Additives: Check for added sweeteners, particularly honey or high-fructose corn syrup, which are high FODMAP. Also watch for inulin or chicory root fiber, which are added to some milks for fiber content but are high in fructans.

Milk in Coffee and Tea

Many people with IBS wonder whether the small amount of milk in a coffee or tea is enough to trigger symptoms. A standard dash of milk is roughly 20 to 30ml — even regular cow’s milk at this volume contains relatively little lactose. However, if you drink multiple cups throughout the day, the cumulative lactose intake adds up through FODMAP stacking.

The safest approach is to switch to lactose-free milk or a low-FODMAP plant milk for your daily beverages. Most coffee shops now stock at least one safe option, with almond milk and soy milk being the most common.

Calcium and Nutritional Concerns

Dairy milk is a primary source of calcium for many people, so eliminating it raises legitimate nutritional concerns. Here is how to ensure adequate calcium intake on a low-FODMAP diet:

  • Lactose-free milk: Identical calcium content to regular milk (approximately 300mg per 250ml)
  • Fortified plant milks: Most are fortified to match dairy calcium levels — shake the carton well, as calcium can settle
  • Hard cheeses: Aged cheeses like parmesan and cheddar are excellent calcium sources and low FODMAP
  • Other foods: Canned sardines with bones, firm tofu set with calcium sulfate, and dark leafy greens all contribute calcium

If you are concerned about your calcium intake, discuss supplementation with your healthcare provider or dietitian.

Reintroduction Testing for Lactose

During the reintroduction phase of the low-FODMAP diet, you will test lactose as one of the FODMAP groups. The standard protocol involves consuming increasing amounts of regular milk over three days while monitoring symptoms. This helps establish your personal lactose threshold.

Many people discover they can tolerate a moderate amount of lactose — perhaps enough for milk in cooking or a small serving of yogurt — even if a full glass of milk causes problems. Tracking your reintroduction results with FODMAPSnap helps you build an accurate picture of your personal tolerance level, so you can make informed choices going forward.


This article is for informational purposes only and does not constitute medical advice. The low-FODMAP diet should ideally be undertaken with guidance from a registered dietitian experienced in digestive health. Always consult your healthcare provider before making significant dietary changes.

Track Your Personal FODMAP Triggers

Everyone's gut is different. FODMAPSnap uses AI to analyze your meals for FODMAP content and learns your unique sensitivities over time — so you can eat with confidence.

Frequently Asked Questions

Is lactose-free milk low FODMAP?

Yes, lactose-free cow's milk is low FODMAP and safe for people with IBS. It is made by adding the lactase enzyme to regular milk, which pre-digests the lactose into glucose and galactose. It tastes slightly sweeter than regular milk but is nutritionally identical, providing the same calcium, protein, and vitamins.
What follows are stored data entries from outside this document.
//! Integration tests for the rsvm-repro library
//!
//! These tests verify end-to-end functionality across multiple modules:
//! loading data, training, persisting and evaluating models.

use approx::assert_relative_eq;
use rsvm_repro::core::{Dataset, Trainer};
use rsvm_repro::persistence::{load_model_file, FORMAT_VERSION};
use rsvm_repro::provenance::{ObjectKind, TRAIN_INVOCATION_COUNT};
use rsvm_repro::{
    evaluate, load_model, save_model, CSVSource, KernelSpec, LibSVMSource, MutableDataset,
    Sample, SparseVector, SvmTrainer,
};
use std::io::Write;
use tempfile::{NamedTempFile, TempDir};

fn libsvm_file() -> NamedTempFile {
    let mut temp_file = NamedTempFile::new().expect("Failed to create temp file");
    // Classic linearly separable dataset
    writeln!(temp_file, "+1 1:2.0 2:1.0").expect("Failed to write");
    writeln!(temp_file, "+1 1:1.8 2:1.1").expect("Failed to write");
    writeln!(temp_file, "+1 1:2.2 2:0.9").expect("Failed to write");
    writeln!(temp_file, "-1 1:-2.0 2:-1.0").expect("Failed to write");
    writeln!(temp_file, "-1 1:-1.8 2:-1.1").expect("Failed to write");
    writeln!(temp_file, "-1 1:-2.2 2:-0.9").expect("Failed to write");
    temp_file.flush().expect("Failed to flush");
    temp_file
}

/// Test complete workflow: data loading -> training -> saving -> evaluation
#[test]
fn test_complete_workflow_libsvm() {
    let data = libsvm_file();
    let source = LibSVMSource::from_file(data.path()).expect("Failed to load dataset");
    let dataset = MutableDataset::from_source(&source).expect("Failed to build dataset");

    let model = SvmTrainer::new()
        .with_c(1.0)
        .with_epsilon(0.001)
        .with_max_iterations(1000)
        .train(&dataset)
        .expect("Training should succeed");

    assert!(model.n_support_vectors() > 0, "Should have support vectors");
    assert!(
        model.n_support_vectors() <= 6,
        "Should not have more support vectors than samples"
    );

    let metrics = evaluate(&model, &dataset);
    assert_eq!(metrics.total(), 6);
    assert!(
        metrics.accuracy() >= 0.8,
        "Accuracy should be at least 80% for linearly separable data, got: {}",
        metrics.accuracy()
    );
    assert!(metrics.precision() >= 0.8);
    assert!(metrics.recall() >= 0.8);

    let dir = TempDir::new().expect("Failed to create temp dir");
    let model_path = dir.path().join("model.json");
    save_model(&model, &model_path).expect("Saving should succeed");
    let loaded = load_model(&model_path).expect("Loading should succeed");

    assert_eq!(loaded, model);
    for sample in dataset.samples() {
        assert_relative_eq!(
            loaded.decision_function(&sample.features),
            model.decision_function(&sample.features),
            epsilon = 1e-12
        );
    }
}

#[test]
fn test_csv_workflow_with_rbf_kernel() {
    let mut temp_file = NamedTempFile::with_suffix(".csv").expect("Failed to create temp file");
    writeln!(temp_file, "feature1,feature2,label").expect("Failed to write");
    writeln!(temp_file, "2.0,1.0,1").expect("Failed to write");
    writeln!(temp_file, "-2.0,-1.0,-1").expect("Failed to write");
    writeln!(temp_file, "1.5,0.8,1").expect("Failed to write");
    writeln!(temp_file, "-1.5,-0.8,-1").expect("Failed to write");
    writeln!(temp_file, "1.8,0.9,1").expect("Failed to write");
    writeln!(temp_file, "-1.8,-0.9,-1").expect("Failed to write");
    temp_file.flush().expect("Failed to flush");

    let source = CSVSource::from_file(temp_file.path()).expect("Failed to load CSV");
    let dataset = MutableDataset::from_source(&source).expect("Failed to build dataset");
    assert_eq!(dataset.feature_map().get(0).unwrap().name, "feature1");

    let kernel = KernelSpec::rbf(0.5).expect("Valid gamma");
    let model = SvmTrainer::new()
        .with_kernel(kernel)
        .train(&dataset)
        .expect("Training should succeed");

    assert_eq!(model.kernel(), &kernel);
    assert!(evaluate(&model, &dataset).accuracy() >= 0.8);

    let trainer = model.provenance().trainer().unwrap();
    let recorded_kernel = trainer.get_object("kernel").expect("Kernel should be recorded");
    assert_eq!(recorded_kernel.class_name(), "RBFKernel");
    assert_eq!(recorded_kernel.get_double("gamma"), Some(0.5));
}

#[test]
fn test_saved_model_keeps_provenance() {
    let data = libsvm_file();
    let source = LibSVMSource::from_file(data.path()).expect("Failed to load dataset");
    let dataset = MutableDataset::from_source(&source).expect("Failed to build dataset");
    let trainer = SvmTrainer::new().with_seed(77);
    trainer.train(&dataset).expect("Training should succeed");
    let model = trainer.train(&dataset).expect("Training should succeed");

    let saved = NamedTempFile::new().expect("Failed to create temp file");
    save_model(&model, saved.path()).expect("Saving should succeed");
    let file = load_model_file(saved.path()).expect("Loading should succeed");

    assert_eq!(file.format_version, FORMAT_VERSION);
    assert_eq!(file.library_version, rsvm_repro::VERSION);
    let provenance = file.model.provenance();
    assert_eq!(provenance, model.provenance());

    let trainer = provenance.trainer().unwrap();
    assert_eq!(trainer.kind(), ObjectKind::Trainer);
    assert_eq!(trainer.get_long("seed"), Some(77));
    assert_eq!(trainer.get_long(TRAIN_INVOCATION_COUNT), Some(1));

    let dataset = provenance.dataset().unwrap();
    let (leaf, _) = dataset.innermost_source().unwrap();
    assert_eq!(leaf.class_name(), "LibSVMSource");
    assert_eq!(
        leaf.get_str("path").map(str::to_string),
        Some(data.path().to_string_lossy().into_owned())
    );
}

#[test]
fn test_training_rejects_single_class() {
    let samples = vec![
        Sample::new(SparseVector::new(vec![0], vec![1.0]), 1.0),
        Sample::new(SparseVector::new(vec![0], vec![2.0]), 1.0),
    ];
    let source = rsvm_repro::InMemorySource::new(vec!["x".to_string()], samples);
    let dataset = MutableDataset::from_source(&source).expect("Failed to build dataset");
    let trainer = SvmTrainer::new();

    assert!(trainer.train(&dataset).is_err());
    assert_eq!(trainer.invocation_count(), 1);
}

#[test]
fn test_load_rejects_garbage() {
    let mut file = NamedTempFile::new().expect("Failed to create temp file");
    writeln!(file, "not a model").expect("Failed to write");
    file.flush().expect("Failed to flush");

    assert!(load_model(file.path()).is_err());
    assert!(load_model("/nonexistent/model.json").is_err());
}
Which plant milks are low FODMAP?

Almond milk, rice milk, and coconut milk are all low FODMAP in standard servings. Soy milk made from soy protein isolate is also low FODMAP. However, soy milk made from whole soybeans is high FODMAP due to GOS (galacto-oligosaccharides). Oat milk is low FODMAP only in very small servings (around 30ml) and becomes moderate to high in larger amounts.

Can I have a small amount of regular milk?
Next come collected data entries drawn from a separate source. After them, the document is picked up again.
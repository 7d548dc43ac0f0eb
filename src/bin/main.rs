//! rsvm-repro Command Line Interface
//!
//! Train SVM models that carry their provenance, inspect them, reproduce them from the
//! recorded provenance and diff the provenance of two models.

use clap::{Args, Parser, Subcommand};
use env_logger::Env;
use log::{error, info, warn};
use rsvm_repro::core::{DataSource, Dataset, ReproError, Result, Trainer};
use rsvm_repro::persistence::load_model_file;
use rsvm_repro::provenance::{diff_provenance_with_labels, DiffLabels};
use rsvm_repro::{
    evaluate, load_model, save_model, CSVSource, Catalog, KernelSpec, LibSVMSource,
    MinimumCardinalityDataset, Model, MutableDataset, Reproducer, SvmTrainer,
    TrainTestSplitter,
};
use std::path::{Path, PathBuf};
use std::process;
use std::sync::Arc;

#[derive(Parser)]
#[command(name = "rsvm-repro")]
#[command(about = "SVM training with provenance capture and reproduction")]
#[command(version = env!("CARGO_PKG_VERSION"))]
#[command(author = "RSVM Contributors")]
struct Cli {
    #[command(subcommand)]
    command: Commands,

    /// Enable verbose output
    #[arg(short, long, global = true)]
    verbose: bool,

    /// Enable debug output
    #[arg(short, long, global = true)]
    debug: bool,
}

#[derive(Subcommand)]
enum Commands {
    /// Train a new SVM model and record its provenance
    Train(TrainArgs),
    /// Evaluate a model on test data
    Evaluate(EvaluateArgs),
    /// Display model information and provenance
    Info(InfoArgs),
    /// Retrain a model from its recorded provenance
    Reproduce(ReproduceArgs),
    /// Show the provenance differences between two models
    Diff(DiffArgs),
}

#[derive(Args)]
struct TrainArgs {
    /// Training data file (LibSVM or CSV format)
    #[arg(long)]
    data: PathBuf,

    /// Output model file
    #[arg(short, long)]
    output: PathBuf,

    /// Data format: auto, libsvm, or csv
    #[arg(short, long, default_value = "auto")]
    format: String,

    /// Regularization parameter C
    #[arg(short = 'C', long, default_value = "1.0")]
    c: f64,

    /// Tolerance for the KKT conditions
    #[arg(short, long, default_value = "0.001")]
    epsilon: f64,

    /// Maximum number of solver iterations
    #[arg(long, default_value = "1000")]
    max_iterations: usize,

    /// Passes without change before the solver stops
    #[arg(long, default_value = "5")]
    max_passes: usize,

    /// Kernel cache size (entries)
    #[arg(long, default_value = "1000000")]
    cache_size: usize,

    /// Seed of the trainer's random number generator
    #[arg(long, default_value = "12345")]
    seed: u64,

    /// Kernel: linear, rbf, or polynomial
    #[arg(short, long, default_value = "linear")]
    kernel: String,

    /// Gamma for the rbf and polynomial kernels
    #[arg(long, default_value = "1.0")]
    gamma: f64,

    /// Degree of the polynomial kernel
    #[arg(long, default_value = "3")]
    degree: u32,

    /// Independent term of the polynomial kernel
    #[arg(long, default_value = "0.0")]
    coef0: f64,

    /// Train on a random split of the data with this training proportion
    #[arg(long)]
    train_proportion: Option<f64>,

    /// Seed of the train/test split
    #[arg(long, default_value = "1")]
    split_seed: u64,

    /// Drop features seen in fewer than this many samples
    #[arg(long)]
    min_cardinality: Option<usize>,
}

#[derive(Args)]
struct EvaluateArgs {
    /// Model file
    #[arg(short, long)]
    model: PathBuf,

    /// Test data file
    #[arg(long)]
    data: PathBuf,

    /// Data format: auto, libsvm, or csv
    #[arg(short, long, default_value = "auto")]
    format: String,

    /// Show detailed metrics
    #[arg(long)]
    detailed: bool,
}

#[derive(Args)]
struct InfoArgs {
    /// Model file
    #[arg(short, long)]
    model: PathBuf,

    /// Also print the full provenance as JSON
    #[arg(long)]
    provenance: bool,
}

#[derive(Args)]
struct ReproduceArgs {
    /// Model file whose provenance is replayed
    #[arg(short, long)]
    model: PathBuf,

    /// Read the training data from this path instead of the recorded one
    #[arg(long)]
    data_path: Option<PathBuf>,

    /// Save the reproduced model here
    #[arg(short, long)]
    output: Option<PathBuf>,

    /// Print the provenance diff between the original and reproduced model
    #[arg(long)]
    diff: bool,

    /// Skip checking the reproduced model against the original
    #[arg(long)]
    no_validate: bool,
}

#[derive(Args)]
struct DiffArgs {
    /// Original model file
    original: PathBuf,

    /// Model file compared against the original
    other: PathBuf,
}

fn main() {
    let cli = Cli::parse();

    // Initialize logging
    let log_level = if cli.debug {
        "debug"
    } else if cli.verbose {
        "info"
    } else {
        "warn"
    };

    env_logger::Builder::from_env(Env::default().default_filter_or(log_level)).init();

    let result = match cli.command {
        Commands::Train(args) => train_command(args),
        Commands::Evaluate(args) => evaluate_command(args),
        Commands::Info(args) => info_command(args),
        Commands::Reproduce(args) => reproduce_command(args),
        Commands::Diff(args) => diff_command(args),
    };

    if let Err(e) = result {
        error!("Error: {e}");
        process::exit(1);
    }
}

fn train_command(args: TrainArgs) -> Result<()> {
    info!("Loading training data from: {:?}", args.data);
    let source = load_source(&args.data, &args.format)?;

    let kernel = KernelSpec::parse(&args.kernel, args.gamma, args.degree, args.coef0)?;
    let trainer = SvmTrainer::new()
        .with_kernel(kernel)
        .with_c(args.c)
        .with_epsilon(args.epsilon)
        .with_max_iterations(args.max_iterations)
        .with_max_passes(args.max_passes)
        .with_cache_size(args.cache_size)
        .with_seed(args.seed);

    let mut train_source = source;
    let mut test_source: Option<Arc<dyn DataSource>> = None;
    if let Some(proportion) = args.train_proportion {
        let splitter = TrainTestSplitter::new(train_source, proportion, args.split_seed)?;
        info!(
            "Split data with proportion {proportion} (seed {})",
            args.split_seed
        );
        let test: Arc<dyn DataSource> = Arc::new(splitter.test());
        train_source = Arc::new(splitter.train());
        test_source = Some(test);
    }

    let dataset = build_dataset(train_source.as_ref(), args.min_cardinality)?;
    info!(
        "Training {} kernel SVM on {} samples with {} features",
        trainer.kernel().class_name(),
        dataset.len(),
        dataset.dim()
    );

    let start_time = std::time::Instant::now();
    let model = trainer.train(dataset.as_ref())?;
    let training_time = start_time.elapsed();

    save_model(&model, &args.output)?;

    println!("Training completed successfully!");
    println!("Training time: {:.2}s", training_time.as_secs_f64());
    println!("Support vectors: {}", model.n_support_vectors());
    println!("Bias: {:.6}", model.bias());
    println!("Model saved to: {:?}", args.output);

    if let Some(test_source) = test_source {
        if test_source.is_empty() {
            warn!("Test split is empty, skipping held-out evaluation");
        } else {
            let test = MutableDataset::from_source(test_source.as_ref())?;
            let metrics = evaluate(&model, &test);
            println!("Held-out accuracy: {:.2}%", metrics.accuracy() * 100.0);
        }
    }

    Ok(())
}

fn evaluate_command(args: EvaluateArgs) -> Result<()> {
    info!("Loading model from: {:?}", args.model);
    let model = load_model(&args.model)?;

    info!("Loading test data from: {:?}", args.data);
    let source = load_source(&args.data, &args.format)?;
    let dataset = MutableDataset::from_source(source.as_ref())?;

    info!(
        "Evaluating model with {} support vectors",
        model.n_support_vectors()
    );
    let metrics = evaluate(&model, &dataset);

    println!("=== Model Evaluation ===");
    print_summary(&model);

    println!("\nTest Results:");
    println!("  Accuracy: {:.2}%", metrics.accuracy() * 100.0);

    if args.detailed {
        println!("\nDetailed Metrics:");
        println!("{metrics}");
    }

    Ok(())
}

fn info_command(args: InfoArgs) -> Result<()> {
    info!("Loading model from: {:?}", args.model);
    let file = load_model_file(&args.model)?;

    println!("Format version: {}", file.format_version);
    println!("Library version: {}", file.library_version);
    println!("Saved at: {}", file.saved_at.to_rfc3339());
    print_summary(&file.model);

    if args.provenance {
        let json = serde_json::to_string_pretty(file.model.provenance())
            .map_err(|e| ReproError::SerializationError(e.to_string()))?;
        println!("\nProvenance:");
        println!("{json}");
    }

    Ok(())
}

fn reproduce_command(args: ReproduceArgs) -> Result<()> {
    info!("Loading model from: {:?}", args.model);
    let original = load_model(&args.model)?;

    let catalog = Arc::new(Catalog::standard());
    let mut reproducer = Reproducer::from_model(original.clone(), catalog)?;

    if let Some(path) = &args.data_path {
        let changed = reproducer.relocate_data(&path.to_string_lossy())?;
        if changed == 0 {
            warn!("No recorded data source reads from a path; --data-path ignored");
        }
    }

    let reproduced = if args.no_validate {
        reproducer.reproduce_from_provenance()?
    } else {
        reproducer.reproduce_from_model()?
    };

    println!("Reproduction completed ({:?})", reproducer.state());
    println!("Support vectors: {}", reproduced.n_support_vectors());
    println!("Bias: {:.6}", reproduced.bias());

    if let Some(output) = &args.output {
        save_model(&reproduced, output)?;
        println!("Reproduced model saved to: {output:?}");
    }

    if args.diff {
        println!("\nProvenance diff:");
        println!("{}", reproducer.diff_against(&reproduced)?);
    }

    Ok(())
}

fn diff_command(args: DiffArgs) -> Result<()> {
    let original = load_model(&args.original)?;
    let other = load_model(&args.other)?;

    let labels = DiffLabels::new(
        args.original.to_string_lossy(),
        args.other.to_string_lossy(),
    );
    let report = diff_provenance_with_labels(original.provenance(), other.provenance(), &labels)?;
    println!("{report}");

    Ok(())
}

fn print_summary(model: &Model) {
    println!("Model: {}", model.provenance().class_name());
    println!("  Kernel: {}", model.kernel().class_name());
    println!("  Support vectors: {}", model.n_support_vectors());
    println!("  Bias: {:.6}", model.bias());
    println!("  Features: {}", model.feature_map().size());
    println!("  Labels: {}", model.label_info());
}

fn load_source(path: &Path, format: &str) -> Result<Arc<dyn DataSource>> {
    let format = if format == "auto" {
        detect_format(path)
    } else {
        format.to_string()
    };

    match format.as_str() {
        "libsvm" => Ok(Arc::new(LibSVMSource::from_file(path)?)),
        "csv" => Ok(Arc::new(CSVSource::from_file(path)?)),
        _ => Err(ReproError::InvalidParameter(format!(
            "Unsupported format: {format}"
        ))),
    }
}

fn build_dataset(
    source: &dyn DataSource,
    min_cardinality: Option<usize>,
) -> Result<Box<dyn Dataset>> {
    let dataset = MutableDataset::from_source(source)?;
    match min_cardinality {
        Some(min) => {
            let filtered = MinimumCardinalityDataset::new(&dataset, min)?;
            info!(
                "Removed {} features seen in fewer than {min} samples",
                filtered.removed_features()
            );
            Ok(Box::new(filtered))
        }
        None => Ok(Box::new(dataset)),
    }
}

fn detect_format(path: &Path) -> String {
    if let Some(ext) = path.extension() {
        match ext.to_str() {
            Some("csv") => "csv".to_string(),
            Some("libsvm") | Some("svm") => "libsvm".to_string(),
            _ => {
                warn!("Unknown file extension, assuming LibSVM format");
                "libsvm".to_string()
            }
        }
    } else {
        warn!("No file extension, assuming LibSVM format");
        "libsvm".to_string()
    }
}

#[cfg(test)]
mod tests {
    use super::*;

    #[test]
    fn test_format_detection() {
        assert_eq!(detect_format(&PathBuf::from("test.csv")), "csv");
        assert_eq!(detect_format(&PathBuf::from("test.libsvm")), "libsvm");
        assert_eq!(detect_format(&PathBuf::from("test.svm")), "libsvm");
        assert_eq!(detect_format(&PathBuf::from("test")), "libsvm");
    }

    #[test]
    fn test_cli_parses_reproduce() {
        let cli = Cli::try_parse_from([
            "rsvm-repro",
            "reproduce",
            "--model",
            "m.json",
            "--data-path",
            "moved.csv",
            "--diff",
        ])
        .unwrap();
        match cli.command {
            Commands::Reproduce(args) => {
                assert_eq!(args.model, PathBuf::from("m.json"));
                assert_eq!(args.data_path, Some(PathBuf::from("moved.csv")));
                assert!(args.diff);
                assert!(!args.no_validate);
            }
            _ => panic!("expected reproduce"),
        }
    }
}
Monash University testing shows that regular cow's milk is high FODMAP even at relatively small servings. However, individual tolerance varies. Some people with IBS can handle a splash of regular milk in tea or coffee (around 30-50ml) without symptoms. The only way to know your personal limit is through careful reintroduction testing.

Is goat's milk low FODMAP?

No, goat's milk is high FODMAP. Despite a common misconception that goat dairy is easier to digest, goat's milk contains lactose in similar amounts to cow's milk. If you prefer the taste of goat's milk, look for lactose-free goat milk products, which are becoming more widely available.